それは京都を立つ時、見送りの人から弁当代りに買って貰った最後の餞別であったにちがいない。
 彼の自白によれば、若い時、道楽をして梅毒を貰い、そこひになったという事である。乗客の一人は徳永さんに「あれは梅毒の第三期ですから気をつけなさい」と注意したそうだ。それを聞いた徳永さんは、こわくなり、早速便所へ行き、窓から心こめたる供養のパンを投げ棄てたそうであるが、上人は、じっと時を待たれた。
 老人は信玄袋に椅り懸って安らかに眠った。パンは上人の御手から、そっと老人の懐へ移された。かくて老人の厚意は受けられ、パンは再び懐に帰り、立派に生きた。この様を見ていた自分は、上人はうまい事をなさる、時を待てとの教えかと感服した。

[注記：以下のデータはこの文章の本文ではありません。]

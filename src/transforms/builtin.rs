//! Built-in transforms and transform groups

use serde_json::Value;

use super::case;
use super::gradient::transform_gradient;
use super::{any_token, Transform, TransformAction, TransformError, TransformOptions};
use crate::color::{format_number, parse_color, Rgba};
use crate::tokens::{Attributes, Token};

/// Every built-in transform, in registration order.
pub const BUILTIN_TRANSFORMS: &[Transform] = &[
    Transform::new("attribute/cti", any_token, TransformAction::Attribute(cti_attributes)),
    Transform::new("name/kebab", any_token, TransformAction::Name(kebab_name)),
    Transform::new("name/camel", any_token, TransformAction::Name(camel_name)),
    Transform::new("name/pascal", any_token, TransformAction::Name(pascal_name)),
    Transform::new("name/snake", any_token, TransformAction::Name(snake_name)),
    Transform::new("color/css", is_color, TransformAction::Value(color_css)),
    Transform::new("color/gradient", is_gradient, TransformAction::Value(color_gradient)),
    Transform::new("color/hex8android", is_color, TransformAction::Value(color_hex8_android)),
    Transform::new("color/composeColor", is_color, TransformAction::Value(color_compose)),
    Transform::new("color/UIColor", is_color, TransformAction::Value(color_uicolor_objc)),
    Transform::new("color/UIColorSwift", is_color, TransformAction::Value(color_uicolor_swift)),
    Transform::new("size/px", is_dimension, TransformAction::Value(size_px)),
    Transform::new("size/pxToRem", is_dimension, TransformAction::Value(size_px_to_rem)),
    Transform::new("size/dp", is_dimension, TransformAction::Value(size_dp)),
    Transform::new("size/compose/dp", is_dimension, TransformAction::Value(size_compose_dp)),
    Transform::new("size/float", is_dimension, TransformAction::Value(size_float)),
    Transform::new("size/swift/cgfloat", is_dimension, TransformAction::Value(size_swift_cgfloat)),
    Transform::new("time/seconds", is_duration, TransformAction::Value(time_seconds)),
    Transform::new("shadow/css/shorthand", is_shadow, TransformAction::Value(shadow_shorthand)),
];

/// Built-in transform groups as `(name, transforms)`.
pub const BUILTIN_GROUPS: &[(&str, &[&str])] = &[
    (
        "custom/css",
        &[
            "attribute/cti",
            "color/css",
            "color/gradient",
            "name/kebab",
            "time/seconds",
            "size/pxToRem",
            "shadow/css/shorthand",
        ],
    ),
    (
        "custom/js",
        &[
            "attribute/cti",
            "name/camel",
            "time/seconds",
            "color/css",
            "color/gradient",
            "size/pxToRem",
            "shadow/css/shorthand",
        ],
    ),
    (
        "web",
        &[
            "attribute/cti",
            "name/kebab",
            "size/px",
            "color/css",
            "color/gradient",
            "time/seconds",
            "shadow/css/shorthand",
        ],
    ),
    (
        "android",
        &[
            "attribute/cti",
            "name/snake",
            "color/hex8android",
            "color/gradient",
            "size/dp",
            "time/seconds",
            "shadow/css/shorthand",
        ],
    ),
    (
        "compose",
        &[
            "attribute/cti",
            "name/camel",
            "color/composeColor",
            "color/gradient",
            "size/compose/dp",
            "time/seconds",
            "shadow/css/shorthand",
        ],
    ),
    (
        "ios",
        &[
            "attribute/cti",
            "name/pascal",
            "color/UIColor",
            "color/gradient",
            "size/float",
            "time/seconds",
            "shadow/css/shorthand",
        ],
    ),
    (
        "ios-swift",
        &[
            "attribute/cti",
            "name/camel",
            "color/UIColorSwift",
            "color/gradient",
            "size/swift/cgfloat",
            "time/seconds",
            "shadow/css/shorthand",
        ],
    ),
    (
        "ios-swift-separate",
        &[
            "attribute/cti",
            "name/camel",
            "color/UIColorSwift",
            "color/gradient",
            "size/swift/cgfloat",
            "time/seconds",
            "shadow/css/shorthand",
        ],
    ),
];

fn is_color(token: &Token) -> bool {
    token.is_type("color")
}

fn is_gradient(token: &Token) -> bool {
    token.is_type("gradient")
}

fn is_dimension(token: &Token) -> bool {
    token.is_type("dimension")
}

fn is_duration(token: &Token) -> bool {
    token.is_type("duration")
}

fn is_shadow(token: &Token) -> bool {
    token.is_type("shadow")
}

fn cti_attributes(token: &Token) -> Attributes {
    let segment = |i: usize| token.path.get(i).cloned();
    Attributes {
        category: segment(0),
        kind: segment(1),
        item: segment(2),
        subitem: segment(3),
        state: segment(4),
    }
}

fn kebab_name(token: &Token) -> String {
    case::kebab(&token.path)
}

fn camel_name(token: &Token) -> String {
    case::camel(&token.path)
}

fn pascal_name(token: &Token) -> String {
    case::pascal(&token.path)
}

fn snake_name(token: &Token) -> String {
    case::snake(&token.path)
}

fn color_value(token: &Token, transform: &'static str) -> Result<Rgba, TransformError> {
    let text = token.value.as_str().ok_or_else(|| TransformError::UnexpectedValue {
        transform,
        message: format!("expected a color string, got {}", token.value),
    })?;
    parse_color(text).map_err(|source| TransformError::Color { value: text.to_string(), source })
}

fn color_css(token: &Token, _: &TransformOptions) -> Result<Value, TransformError> {
    Ok(Value::String(color_value(token, "color/css")?.to_css()))
}

fn color_gradient(token: &Token, _: &TransformOptions) -> Result<Value, TransformError> {
    Ok(Value::String(transform_gradient(&token.value)?))
}

fn color_hex8_android(token: &Token, _: &TransformOptions) -> Result<Value, TransformError> {
    Ok(Value::String(color_value(token, "color/hex8android")?.to_hex8_android()))
}

fn color_compose(token: &Token, _: &TransformOptions) -> Result<Value, TransformError> {
    Ok(Value::String(color_value(token, "color/composeColor")?.to_compose()))
}

fn color_uicolor_objc(token: &Token, _: &TransformOptions) -> Result<Value, TransformError> {
    Ok(Value::String(color_value(token, "color/UIColor")?.to_uicolor_objc()))
}

fn color_uicolor_swift(token: &Token, _: &TransformOptions) -> Result<Value, TransformError> {
    Ok(Value::String(color_value(token, "color/UIColorSwift")?.to_uicolor_swift()))
}

/// Split a dimension into its number and unit: `16` and `"16px"` give
/// `(16, "")` and `(16, "px")`.
pub fn parse_dimension(value: &Value) -> Option<(f64, String)> {
    match value {
        Value::Number(n) => n.as_f64().map(|n| (n, String::new())),
        Value::String(s) => {
            let s = s.trim();
            let split = s
                .char_indices()
                .find(|&(i, c)| !(c.is_ascii_digit() || c == '.' || (i == 0 && (c == '-' || c == '+'))))
                .map_or(s.len(), |(i, _)| i);
            let number = s[..split].parse::<f64>().ok()?;
            Some((number, s[split..].trim().to_string()))
        }
        _ => None,
    }
}

fn dimension(token: &Token, transform: &'static str) -> Result<(f64, String), TransformError> {
    parse_dimension(&token.value).ok_or_else(|| TransformError::UnexpectedValue {
        transform,
        message: format!("expected a dimension, got {}", token.value),
    })
}

fn is_pixels(unit: &str) -> bool {
    unit.is_empty() || unit == "px"
}

fn size_px(token: &Token, _: &TransformOptions) -> Result<Value, TransformError> {
    let (n, unit) = dimension(token, "size/px")?;
    if !is_pixels(&unit) {
        return Ok(token.value.clone());
    }
    Ok(Value::String(format!("{}px", format_number(n))))
}

fn size_px_to_rem(token: &Token, options: &TransformOptions) -> Result<Value, TransformError> {
    let (n, unit) = dimension(token, "size/pxToRem")?;
    if !is_pixels(&unit) {
        return Ok(token.value.clone());
    }
    if n == 0.0 {
        return Ok(Value::String("0".to_string()));
    }
    Ok(Value::String(format!("{}rem", format_number(n / options.base_px_font_size))))
}
//! CSS, SCSS, JavaScript and TypeScript formats.

use serde_json::Value;

use super::{block_header, value_text, Format, FormatContext, FormatError};
use crate::tokens::Token;

fn trailing_comment(token: &Token) -> String {
    match &token.comment {
        Some(comment) => format!(" /* {} */", comment),
        None => String::new(),
    }
}

/// `:root { --name: value; }`
pub struct CssVariables;

impl Format for CssVariables {
    fn format_name(&self) -> &'static str {
        "css/variables"
    }

    fn render(&self, ctx: &FormatContext<'_>) -> Result<String, FormatError> {
        let mut out = block_header();
        out.push_str(":root {\n");
        for token in ctx.tokens {
            let value = match ctx.referenced_name(token) {
                Some(name) => format!("var(--{})", name),
                None => value_text(&token.value),
            };
            out.push_str(&format!("  --{}: {};{}\n", token.name, value, trailing_comment(token)));
        }
        out.push_str("}\n");
        Ok(out)
    }
}

/// `$name: value;`
pub struct ScssVariables;

impl Format for ScssVariables {
    fn format_name(&self) -> &'static str {
        "scss/variables"
    }

    fn render(&self, ctx: &FormatContext<'_>) -> Result<String, FormatError> {
        let mut out = block_header();
        for token in ctx.tokens {
            let value = match ctx.referenced_name(token) {
                Some(name) => format!("${}", name),
                None => value_text(&token.value),
            };
            out.push_str(&format!("${}: {};{}\n", token.name, value, trailing_comment(token)));
        }
        Ok(out)
    }
}

/// `export const name = "value";`
pub struct JavascriptEs6;

impl Format for JavascriptEs6 {
    fn format_name(&self) -> &'static str {
        "javascript/es6"
    }

    fn render(&self, ctx: &FormatContext<'_>) -> Result<String, FormatError> {
        let mut out = block_header();
        for token in ctx.tokens {
            if let Some(comment) = &token.comment {
                out.push_str(&format!("// {}\n", comment));
            }
            out.push_str(&format!("export const {} = {};\n", token.name, js_literal(&token.value)));
        }
        Ok(out)
    }
}

/// `export const name: string = "value";`
pub struct TypescriptEs6;

impl Format for TypescriptEs6 {
    fn format_name(&self) -> &'static str {
        "typescript/es6"
    }

    fn render(&self, ctx: &FormatContext<'_>) -> Result<String, FormatError> {
        let mut out = block_header();
        for token in ctx.tokens {
            if let Some(comment) = &token.comment {
                out.push_str(&format!("/** {} */\n", comment));
            }
            let ts_type = match token.value {
                Value::Number(_) => "number",
                _ => "string",
            };
            out.push_str(&format!(
                "export const {}: {} = {};\n",
                token.name,
                ts_type,
                js_literal(&token.value)
            ));
        }
        Ok(out)
    }
}

/// Web transforms leave plain strings and numbers, so quoting depends only
/// on the JSON type.
fn js_literal(value: &Value) -> String {
    match value {
        Value::Number(_) => value_text(value),
        Value::String(s) => super::quoted(s),
        other => other.to_string(),
    }
}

 夜が明けて朝が来た。老人はパンを食い初めた。私には生涯忘れられぬ思い出のパン。この文により後の世までも輝くであろう教訓のパン。老人の聖霊は今いずこ。
 汽車は国府津に着いた。上人は手拭を老人に与え、私共を引連れて下車された。
 あの時、老人の梅毒が手拭を通して上人に伝染せば大変だと心配した自分は上人の無鉄砲をあきれていたが、重ねて上人の抜け目なき御計らいに恐れ入った。